Regulators classify Galleri as a lab-developed test. Such tests are overseen by the Centers for Medicare and Medicaid Services and can be prescribed without FDA approval. This regulatory pathway allows hospitals, research centers and startups to develop tests without running the FDA’s bureaucratic gantlet. Since diagnostic tests can’t injure patients, no safety review is necessary.

The FDA in October proposed regulating lab-developed tests as medical devices, which generally require agency approval. That could severely curtail patient access and slow test development since the FDA doesn’t have the personnel to evaluate the tens of thousands of lab-developed tests on the market. The rule’s public comment period closed on Dec. 4.

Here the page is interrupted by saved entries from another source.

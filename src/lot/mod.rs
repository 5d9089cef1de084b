//! Parking lot state and operations
//!
//! [`ParkingLot`] owns the three in-memory stores — slot registry, ticket log,
//! occupancy event log — behind one mutex, and exposes the operations that
//! mutate them consistently: [`ParkingLot::occupy`] and
//! [`ParkingLot::release`]. Reads go through [`ParkingLot::snapshot`], which
//! recomputes statistics on every call.

pub mod snapshot;
pub mod stats;

use std::sync::{Arc, Mutex, MutexGuard, PoisonError};
use tracing::{debug, info};

use crate::core::{Clock, OccupancyEvent, Slot, SystemClock, Ticket, VehicleDetails};
use crate::error::{ParkdeskError, Result};
use self::snapshot::LotSnapshot;

/// The three stores guarded as one unit
struct LotState {
    slots: Vec<Slot>,
    tickets: Vec<Ticket>,
    events: Vec<OccupancyEvent>,
}

impl LotState {
    fn new(slot_count: u32) -> Self {
        Self {
            slots: (1..=slot_count).map(Slot::new).collect(),
            tickets: Vec::new(),
            events: Vec::new(),
        }
    }

    /// Index of the slot with the given caller-supplied id
    ///
    /// Takes `i64` so malformed ids (negative, out of range) fold into
    /// "not found" rather than becoming a separate fault class.
    fn slot_index(&self, slot_id: i64) -> Option<usize> {
        self.slots
            .iter()
            .position(|s| i64::from(s.id) == slot_id)
    }

    /// Index of the open ticket to close for a slot
    ///
    /// Multiple open tickets per slot cannot be produced through the public
    /// operations, but if the log ever held more than one, the latest entry
    /// timestamp wins.
    fn open_ticket_index(&self, slot_id: u32) -> Option<usize> {
        self.tickets
            .iter()
            .enumerate()
            .filter(|(_, t)| t.slot_id == slot_id && t.is_open())
            .max_by_key(|(_, t)| t.timestamp)
            .map(|(idx, _)| idx)
    }
}

/// In-memory parking lot: slot registry, ticket log, and occupancy event log
///
/// One instance lives for the process lifetime and is shared with the HTTP
/// layer via `Arc`. All mutations happen under a single lock, so concurrent
/// occupy calls on the same slot cannot both succeed.
pub struct ParkingLot {
    clock: Arc<dyn Clock>,
    state: Mutex<LotState>,
}

impl ParkingLot {
    /// Creates a lot with `slot_count` free slots, stamped by the system clock
    #[must_use]
    pub fn new(slot_count: u32) -> Self {
        Self::with_clock(slot_count, Arc::new(SystemClock))
    }

    /// Creates a lot with an injected time source
    #[must_use]
    pub fn with_clock(slot_count: u32, clock: Arc<dyn Clock>) -> Self {
        Self {
            clock,
            state: Mutex::new(LotState::new(slot_count)),
        }
    }

    /// Occupies a slot and opens a ticket for the vehicle
    ///
    /// Stamps the ticket with the lot clock at the moment of the call and
    /// appends a +1 occupancy event at the same instant. Returns the created
    /// ticket.
    ///
    /// # Errors
    ///
    /// Returns [`ParkdeskError::SlotUnavailable`] if the slot does not exist
    /// or is already occupied. Nothing is mutated on failure.
    pub fn occupy(&self, slot_id: i64, vehicle: VehicleDetails) -> Result<Ticket> {
        let mut state = self.lock_state();

        let idx = state
            .slot_index(slot_id)
            .filter(|&i| !state.slots[i].occupied)
            .ok_or(ParkdeskError::SlotUnavailable { slot_id })?;

        let now = self.clock.now();
        let ticket = Ticket::new(state.slots[idx].id, vehicle, now);

        state.slots[idx].occupied = true;
        state.tickets.push(ticket.clone());
        state.events.push(OccupancyEvent::arrival(now));

        info!(
            slot_id = state.slots[idx].id,
            ticket_id = %ticket.id,
            car_number = %ticket.car_number,
            "slot occupied"
        );

        Ok(ticket)
    }

    /// Releases a slot and closes its open ticket
    ///
    /// Sets the ticket's exit time to the lot clock's current instant,
    /// appends a -1 occupancy event at that time, and frees the slot.
    /// Returns the closed ticket.
    ///
    /// # Errors
    ///
    /// Returns [`ParkdeskError::SlotNotOccupied`] if the slot does not exist,
    /// is free, or has no open ticket. Nothing is mutated on failure.
    pub fn release(&self, slot_id: i64) -> Result<Ticket> {
        let mut state = self.lock_state();

        let slot_idx = state
            .slot_index(slot_id)
            .filter(|&i| state.slots[i].occupied)
            .ok_or(ParkdeskError::SlotNotOccupied { slot_id })?;

        let ticket_idx = state
            .open_ticket_index(state.slots[slot_idx].id)
            .ok_or(ParkdeskError::SlotNotOccupied { slot_id })?;

        let now = self.clock.now();
        state.tickets[ticket_idx].exit_time = Some(now);
        state.events.push(OccupancyEvent::departure(now));
        state.slots[slot_idx].occupied = false;

        let ticket = state.tickets[ticket_idx].clone();
        info!(
            slot_id = state.slots[slot_idx].id,
            ticket_id = %ticket.id,
            minutes = ticket.duration_minutes(),
            "slot released"
        );

        Ok(ticket)
    }

    /// Assembles a read-only view of the whole lot
    ///
    /// Returns the full slot list, all tickets ordered most-recent-first with
    /// derived durations, and statistics freshly computed against the current
    /// ticket and event logs. Mutates nothing.
    #[must_use]
    pub fn snapshot(&self) -> LotSnapshot {
        let state = self.lock_state();
        let now = self.clock.now();
        debug!(
            tickets = state.tickets.len(),
            events = state.events.len(),
            "assembling lot snapshot"
        );
        LotSnapshot::assemble(&state.slots, &state.tickets, &state.events, now)
    }

    /// Latest ticket for a slot, open or closed
    ///
    /// Used by the release endpoint so the caller can show the just-closed
    /// ticket's duration.
    #[must_use]
    pub fn most_recent_ticket(&self, slot_id: i64) -> Option<Ticket> {
        let state = self.lock_state();
        state
            .tickets
            .iter()
            .filter(|t| i64::from(t.slot_id) == slot_id)
            .max_by_key(|t| t.timestamp)
            .cloned()
    }

    /// Number of slots in the registry
    #[must_use]
    pub fn slot_count(&self) -> usize {
        self.lock_state().slots.len()
    }

    fn lock_state(&self) -> MutexGuard<'_, LotState> {
        // Mutations happen after all fallible checks, so a poisoned lock
        // cannot hold half-updated stores; recover rather than propagate.
        self.state.lock().unwrap_or_else(PoisonError::into_inner)
    }
}
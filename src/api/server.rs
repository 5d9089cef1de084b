//! HTTP server

use std::net::SocketAddr;
use std::sync::Arc;

use tokio::net::TcpListener;
use tracing::info;

use crate::lot::ParkingLot;

use super::routes::routes;

/// Bind address for the HTTP server
#[derive(Debug, Clone)]
pub struct ServerConfig {
    pub host: String,
    pub port: u16,
}

impl Default for ServerConfig {
    fn default() -> Self {
        Self {
            host: "127.0.0.1".to_string(),
            port: 8080,
        }
    }
}

/// Starts the HTTP server over the shared lot and runs until shutdown
pub async fn serve(config: ServerConfig, lot: Arc<ParkingLot>) -> anyhow::Result<()> {
    let app = routes(lot);

    let addr: SocketAddr = format!("{}:{}", config.host, config.port).parse()?;
    let listener = TcpListener::bind(addr).await?;
    let actual_addr = listener.local_addr()?;

    info!("Starting parkdesk server on {}", actual_addr);

    axum::serve(listener, app)
        .with_graceful_shutdown(shutdown_signal())
        .await?;

    info!("Server shutdown complete");

    Ok(())
}

/// Waits for SIGINT or SIGTERM
///
/// # Panics
///
/// Panics if signal handlers cannot be installed, which only happens when the
/// tokio runtime is misconfigured; failing fast at startup is the right call.
async fn shutdown_signal() {
    let ctrl_c = async {
        tokio::signal::ctrl_c()
            .await
            .expect("failed to install Ctrl+C handler");
    };

    #[cfg(unix)]
    let terminate = async {
        tokio::signal::unix::signal(tokio::signal::unix::SignalKind::terminate())
            .expect("failed to install SIGTERM handler")
            .recv()
            .await;
    };

    #[cfg(not(unix))]
    let terminate = std::future::pending::<()>();

    tokio::select! {
        _ = ctrl_c => {
            info!("Received SIGINT, shutting down...");
        }
        _ = terminate => {
            info!("Received SIGTERM, shutting down...");
        }
    }
}

#[cfg(test)]
mod tests {
    use super::*;

    #[test]
    fn test_server_config_default() {
        let config = ServerConfig::default();
        assert_eq!(config.host, "127.0.0.1");
        assert_eq!(config.port, 8080);
    }
}
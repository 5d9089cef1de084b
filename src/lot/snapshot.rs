//! Read-only state views
//!
//! [`LotSnapshot`] is what `GET /api/parking/state` serializes: the full slot
//! list, every ticket most-recent-first with its derived duration, and a
//! freshly computed statistics block. Assembly never mutates the stores.

use chrono::{DateTime, Utc};
use serde::Serialize;

use crate::core::{OccupancyEvent, Slot, Ticket, TicketId};

use super::stats::{self, SummaryStats};

/// A ticket as shown to callers, with its derived duration attached
#[derive(Debug, Clone, PartialEq, Serialize)]
#[serde(rename_all = "camelCase")]
pub struct TicketView {
    /// Ticket identity
    pub id: TicketId,
    /// Slot the ticket belongs to
    pub slot_id: u32,
    /// License plate
    pub car_number: String,
    /// Owner display name
    pub owner_name: String,
    /// Contact phone number
    pub phone: String,
    /// Entry time
    pub timestamp: DateTime<Utc>,
    /// Exit time, absent while the ticket is open
    pub exit_time: Option<DateTime<Utc>>,
    /// Parking duration in minutes, present only once closed
    pub duration_minutes: Option<f64>,
}

impl From<&Ticket> for TicketView {
    fn from(ticket: &Ticket) -> Self {
        Self {
            id: ticket.id.clone(),
            slot_id: ticket.slot_id,
            car_number: ticket.car_number.clone(),
            owner_name: ticket.owner_name.clone(),
            phone: ticket.phone.clone(),
            timestamp: ticket.timestamp,
            exit_time: ticket.exit_time,
            duration_minutes: ticket.duration_minutes(),
        }
    }
}

/// Complete read-only view of the lot at one instant
#[derive(Debug, Clone, PartialEq, Serialize)]
#[serde(rename_all = "camelCase")]
pub struct LotSnapshot {
    /// All slots, in registry order
    pub slots: Vec<Slot>,
    /// All tickets, ordered by entry time descending
    pub tickets: Vec<TicketView>,
    /// Statistics recomputed for this snapshot
    pub stats: SummaryStats,
}

impl LotSnapshot {
    /// Builds the view from the raw stores as of `now`
    #[must_use]
    pub fn assemble(
        slots: &[Slot],
        tickets: &[Ticket],
        events: &[OccupancyEvent],
        now: DateTime<Utc>,
    ) -> Self {
        let mut ticket_views: Vec<TicketView> = tickets.iter().map(TicketView::from).collect();
        // Stable sort: simultaneous entries keep log order, newest first.
        ticket_views.sort_by(|a, b| b.timestamp.cmp(&a.timestamp));

        Self {
            slots: slots.to_vec(),
            tickets: ticket_views,
            stats: stats::compute(slots, tickets, events, now),
        }
    }
}
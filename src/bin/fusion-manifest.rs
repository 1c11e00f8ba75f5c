use std::{path::PathBuf, process::ExitCode, sync::OnceLock};

use clap::Parser;

use fusion_manifest::{
    util, Error, ItemProgress, Manifest, DEFAULT_MANIFEST_URL, DEFAULT_OUTPUT_PATH,
};
use indicatif::{ProgressBar, ProgressDrawTarget, ProgressStyle};
use log::*;

/// Download and normalise the dbt Fusion CLI manifest so it can be cached for offline installs.
#[derive(Parser, Debug)]
#[clap(author, about, long_about = None, disable_version_flag = true)]
struct Cli {
    /// Manifest URL to download. Local file paths are read directly
    #[clap(long, default_value = DEFAULT_MANIFEST_URL)]
    url: String,

    /// Restrict the output to a single fusion version
    #[clap(long)]
    version: Option<String>,

    /// Path to write the manifest
    #[clap(long, default_value = DEFAULT_OUTPUT_PATH)]
    output: PathBuf,
}

#[derive(Debug)]
struct DownloadProgress {
    bar: ProgressBar,
}
impl DownloadProgress {
    fn new() -> Self {
        let bar = ProgressBar::hidden();
        bar.set_style(
            ProgressStyle::with_template(
                "[{bar:40.cyan/blue}] {bytes} / {total_bytes} ({eta}) {wide_msg:>}",
            )
            .unwrap_or_else(|_| ProgressStyle::default_bar()),
        );
        Self { bar }
    }

    fn update(&self, name: &str, progress: ItemProgress) {
        match progress {
            ItemProgress::Downloading(current, total) => {
                if self.bar.is_hidden() {
                    self.bar.set_draw_target(ProgressDrawTarget::stderr());
                    self.bar.set_message(name.to_string());
                }
                if total != 0 {
                    self.bar.set_length(total);
                }
                self.bar.set_position(current);
            }
            ItemProgress::Completed(_) | ItemProgress::Failed => {
                self.bar.finish_and_clear();
            }
        }
    }
}

static PROGRESS: OnceLock<DownloadProgress> = OnceLock::new();
fn progress_callback(name: &str, progress: ItemProgress) {
    if let Some(p) = PROGRESS.get() {
        p.update(name, progress);
    }
}

#[tokio::main]
async fn main() -> ExitCode {
    env_logger::builder()
        .format_timestamp(None)
        .filter_level(LevelFilter::Info)
        .parse_default_env()
        .init();

    PROGRESS.set(DownloadProgress::new()).unwrap();

    let args = Cli::parse();
    match update_manifest(args).await {
        Ok(()) => ExitCode::SUCCESS,
        Err(e) => {
            error!("{}", e);
            ExitCode::FAILURE
        }
    }
}

async fn update_manifest(args: Cli) -> Result<(), Error> {
    let manifest = Manifest::fetch(&args.url, Some(progress_callback)).await?;
    let filtered = manifest.filter(args.version.as_deref())?;
    filtered.write(&args.output)?;
    println!(
        "Wrote manifest with {} version(s) to {}",
        filtered.version_count(),
        util::display_path(&args.output)
    );
    Ok(())
}
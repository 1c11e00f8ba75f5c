use std::path::PathBuf;

/// Error type for fetching, filtering and writing manifests.
#[derive(Debug, thiserror::Error)]
pub enum Error {
    #[error("Unexpected status code {status} fetching {url}")]
    Fetch { status: u16, url: String },

    #[error("Request to {url} failed: {source}")]
    Request { url: String, source: reqwest::Error },

    #[error("Failed to parse manifest from {origin}: {source}")]
    Parse {
        origin: String,
        source: serde_json::Error,
    },

    #[error("Version {0} not present in manifest")]
    VersionNotFound(String),

    #[error("IO error on {path}: {source}")]
    Io {
        path: PathBuf,
        source: std::io::Error,
    },

    #[error("Failed to serialize manifest: {0}")]
    Serialize(#[source] serde_json::Error),
}

impl Error {
    pub(crate) fn io(path: impl Into<PathBuf>, source: std::io::Error) -> Self {
        Self::Io {
            path: path.into(),
            source,
        }
    }
}
//! Error types for web handlers.
//!
//! [`AppError`] bridges service errors and HTTP responses. Every error body
//! has the same shape:
//!
//! ```json
//! { "code": "NOT_FOUND", "message": "Order with id ... not found" }
//! ```

use axum::{
    extract::rejection::{JsonRejection, QueryRejection},
    http::StatusCode,
    response::{IntoResponse, Response},
    Json,
};
use bookstore_core::PageError;
use bookstore_runtime::OrderError;
use serde::Serialize;
use std::fmt;

/// Application error type for web handlers.
///
/// Implements Axum's `IntoResponse`, so handlers can return
/// `Result<T, AppError>` and use `?` on service calls.
///
/// # Examples
///
/// ```ignore
/// async fn handler(State(service): State<OrderService>, Path(id): Path<String>)
///     -> Result<Json<Order>, AppError>
/// {
///     let id = id.parse().map_err(|_| AppError::bad_request("malformed order id"))?;
///     Ok(Json(service.get_order(id).await?))
/// }
/// ```
#[derive(Debug)]
pub struct AppError {
    /// HTTP status code
    status: StatusCode,
    /// Error message (user-facing)
    message: String,
    /// Error code (for client error handling)
    code: &'static str,
    /// Internal error (for logging, not exposed to client)
    source: Option<anyhow::Error>,
}

impl AppError {
    /// Create a new application error.
    #[must_use]
    pub fn new(status: StatusCode, code: &'static str, message: impl Into<String>) -> Self {
        Self {
            status,
            message: message.into(),
            code,
            source: None,
        }
    }

    /// Attach the underlying error for logging.
    #[must_use]
    pub fn with_source(mut self, source: anyhow::Error) -> Self {
        self.source = Some(source);
        self
    }

    /// Create a 400 Bad Request error.
    #[must_use]
    pub fn bad_request(message: impl Into<String>) -> Self {
        Self::new(StatusCode::BAD_REQUEST, "BAD_REQUEST", message)
    }

    /// Create a 400 error for a draft the pricing engine rejected.
    #[must_use]
    pub fn validation(message: impl Into<String>) -> Self {
        Self::new(StatusCode::BAD_REQUEST, "VALIDATION_ERROR", message)
    }

    /// Create a 404 Not Found error.
    #[must_use]
    pub fn not_found(resource: impl fmt::Display, id: impl fmt::Display) -> Self {
        Self::new(
            StatusCode::NOT_FOUND,
            "NOT_FOUND",
            format!("{resource} with id {id} not found"),
        )
    }

    /// Create a 409 Conflict error.
    #[must_use]
    pub fn conflict(message: impl Into<String>) -> Self {
        Self::new(StatusCode::CONFLICT, "CONFLICT", message)
    }

    /// Create a 500 Internal Server Error.
    #[must_use]
    pub fn internal(message: impl Into<String>) -> Self {
        Self::new(StatusCode::INTERNAL_SERVER_ERROR, "INTERNAL_SERVER_ERROR", message)
    }

    /// Create a 503 Service Unavailable error.
    #[must_use]
    pub fn unavailable(message: impl Into<String>) -> Self {
        Self::new(StatusCode::SERVICE_UNAVAILABLE, "SERVICE_UNAVAILABLE", message)
    }

    /// HTTP status of the response.
    #[must_use]
    pub const fn status(&self) -> StatusCode {
        self.status
    }

    /// Machine-readable error code.
    #[must_use]
    pub const fn code(&self) -> &'static str {
        self.code
    }

    /// User-facing message.
    #[must_use]
    pub fn message(&self) -> &str {
        &self.message
    }
}

impl fmt::Display for AppError {
    fn fmt(&self, f: &mut fmt::Formatter<'_>) -> fmt::Result {
        write!(f, "[{}] {}", self.code, self.message)
    }
}

impl std::error::Error for AppError {
    fn source(&self) -> Option<&(dyn std::error::Error + 'static)> {
        self.source
            .as_ref()
            .map(|e| e.as_ref() as &(dyn std::error::Error + 'static))
    }
}

/// Error response body (JSON).
#[derive(Debug, Serialize)]
struct ErrorResponse<'a> {
    /// Error code (for client error handling).
    code: &'a str,
    /// Human-readable error message.
    message: &'a str,
}

impl IntoResponse for AppError {
    fn into_response(self) -> Response {
        if self.status.is_server_error() {
            match &self.source {
                Some(source) => tracing::error!(
                    status = %self.status,
                    code = self.code,
                    error = %source,
                    "Request failed"
                ),
                None => tracing::error!(
                    status = %self.status,
                    code = self.code,
                    message = %self.message,
                    "Request failed"
                ),
            }
        }

        let body = ErrorResponse {
            code: self.code,
            message: &self.message,
        };

        (self.status, Json(body)).into_response()
    }
}

impl From<OrderError> for AppError {
    fn from(err: OrderError) -> Self {
        match err {
            OrderError::Validation(e) => Self::validation(e.to_string()),
            OrderError::NotFound(id) => Self::not_found("Order", id),
            OrderError::Conflict(id) => Self::conflict(format!(
                "Order {id} was modified concurrently; reload and retry"
            )),
            OrderError::Deleted(id) => Self::new(
                StatusCode::CONFLICT,
                "ORDER_DELETED",
                format!("Order {id} is deleted and cannot be changed"),
            ),
            OrderError::Persistence(source) => {
                Self::internal("An internal error occurred").with_source(source.into())
            }
        }
    }
}

/// Body that is not JSON, or JSON that does not fit the request type.
///
/// A missing field or a value of the wrong type is a validation error; a
/// syntax error or a missing content type is a plain bad request.
impl From<JsonRejection> for AppError {
    fn from(rejection: JsonRejection) -> Self {
        match rejection {
            JsonRejection::JsonDataError(e) => Self::validation(e.body_text()),
            other => Self::bad_request(other.body_text()),
        }
    }
}

impl From<QueryRejection> for AppError {
    fn from(rejection: QueryRejection) -> Self {
        Self::bad_request(rejection.body_text())
    }
}

impl From<PageError> for AppError {
    fn from(err: PageError) -> Self {
        Self::bad_request(err.to_string())
    }
}

/// Convert `anyhow::Error` to `AppError`.
impl From<anyhow::Error> for AppError {
    fn from(err: anyhow::Error) -> Self {
        Self::internal("An internal error occurred").with_source(err)
    }
}

#[cfg(test)]
#[allow(clippy::unwrap_used, clippy::expect_used)]
mod tests {
    use super::*;
    use axum::body::to_bytes;
    use bookstore_core::{OrderId, StoreError, ValidationError};

    async fn body_json(error: AppError) -> serde_json::Value {
        let response = error.into_response();
        let bytes = to_bytes(response.into_body(), usize::MAX).await.unwrap();
        serde_json::from_slice(&bytes).unwrap()
    }

    #[test]
    fn test_error_display() {
        let err = AppError::bad_request("Invalid input");
        assert_eq!(err.to_string(), "[BAD_REQUEST] Invalid input");
    }

    #[test]
    fn test_not_found() {
        let err = AppError::not_found("Order", "123");
        assert_eq!(err.to_string(), "[NOT_FOUND] Order with id 123 not found");
        assert_eq!(err.status(), StatusCode::NOT_FOUND);
    }

    #[test]
    fn order_errors_map_to_statuses() {
        let id = OrderId::generate();

        let cases = [
            (
                OrderError::Validation(ValidationError::EmptyOrder),
                StatusCode::BAD_REQUEST,
                "VALIDATION_ERROR",
            ),
            (OrderError::NotFound(id), StatusCode::NOT_FOUND, "NOT_FOUND"),
            (OrderError::Conflict(id), StatusCode::CONFLICT, "CONFLICT"),
            (OrderError::Deleted(id), StatusCode::CONFLICT, "ORDER_DELETED"),
            (
                OrderError::Persistence(StoreError::Database("boom".into())),
                StatusCode::INTERNAL_SERVER_ERROR,
                "INTERNAL_SERVER_ERROR",
            ),
        ];

        for (error, status, code) in cases {
            let app_error = AppError::from(error);
            assert_eq!(app_error.status(), status);
            assert_eq!(app_error.code(), code);
        }
    }

    #[tokio::test]
    async fn persistence_details_stay_internal() {
        let error = AppError::from(OrderError::Persistence(StoreError::Database(
            "password authentication failed for user bookstore".into(),
        )));

        let body = body_json(error).await;

        assert_eq!(body["code"], "INTERNAL_SERVER_ERROR");
        assert_eq!(body["message"], "An internal error occurred");
    }

    #[test]
    fn paging_errors_are_bad_requests() {
        let err = AppError::from(PageError::InvalidSize(0));

        assert_eq!(err.status(), StatusCode::BAD_REQUEST);
        assert_eq!(err.message(), "size must be between 1 and 100, got 0");
    }

    #[tokio::test]
    async fn validation_message_is_exposed() {
        let body = body_json(AppError::from(OrderError::Validation(
            ValidationError::EmptyOrder,
        )))
        .await;

        assert_eq!(body["code"], "VALIDATION_ERROR");
        assert_eq!(body["message"], "order must contain at least one line");
    }
}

Finley says, “Requiring randomized controlled trials and FDA approval for multicancer early-detection tests could restrict access for years. Hundreds of thousands of patients would likely have to be enrolled in trials, some receiving the test with the others in a control group. They would have to be followed over many years to determine whether patients who received the test were diagnosed with specific cancers earlier than those in the control group and how much longer they lived as a result. Proving a statistically significant benefit could take a decade or longer.”

One alternative is to rely on real-world studies, which Grail is already doing. One study of patients 50 and older without signs of cancer showed that the test doubled the number of cancers detected. The FDA could also approve the test, and CMS could provide Medicare coverage, on the condition that providers collect patient data that can be used to analyze the benefits.

Dana Goldman, the University of Southern California’s dean of public policy, likes that idea: “There will be a lot of suffering if we have to wait 10 years for the tests to be approved.” Mr. Goldman has spent decades studying the economics of medical treatments. One recurring problem he has seen: “Epidemiologists are always getting cancer wrong,” he says. “Epidemiologists a decade ago said U.S. overtreats cancers. Well, no, the EU undertreats cancer.”

A 2012 study that he co-authored found that the higher U.S. spending on cancer care relative to Europe between 1983 and 1999 resulted in significantly higher survival rates for American patients than for those in Europe. By his study’s calculation, U.S. spending on cancer treatments during that period resulted in $556 billion in net benefits owing to reduced mortality.

He expects Galleri and other multicancer early-detection tests to reduce deaths and produce public-health and economic benefits that exceed their monetary costs. Cancers caught early are cheaper to treat—less likely to require a cocktail of expensive therapies, and in some cases removable without the need for chemotherapy.

Let’s hope this test is approved by private insurance and Medicare soon. We need all the early detection cancer screening tests we can get!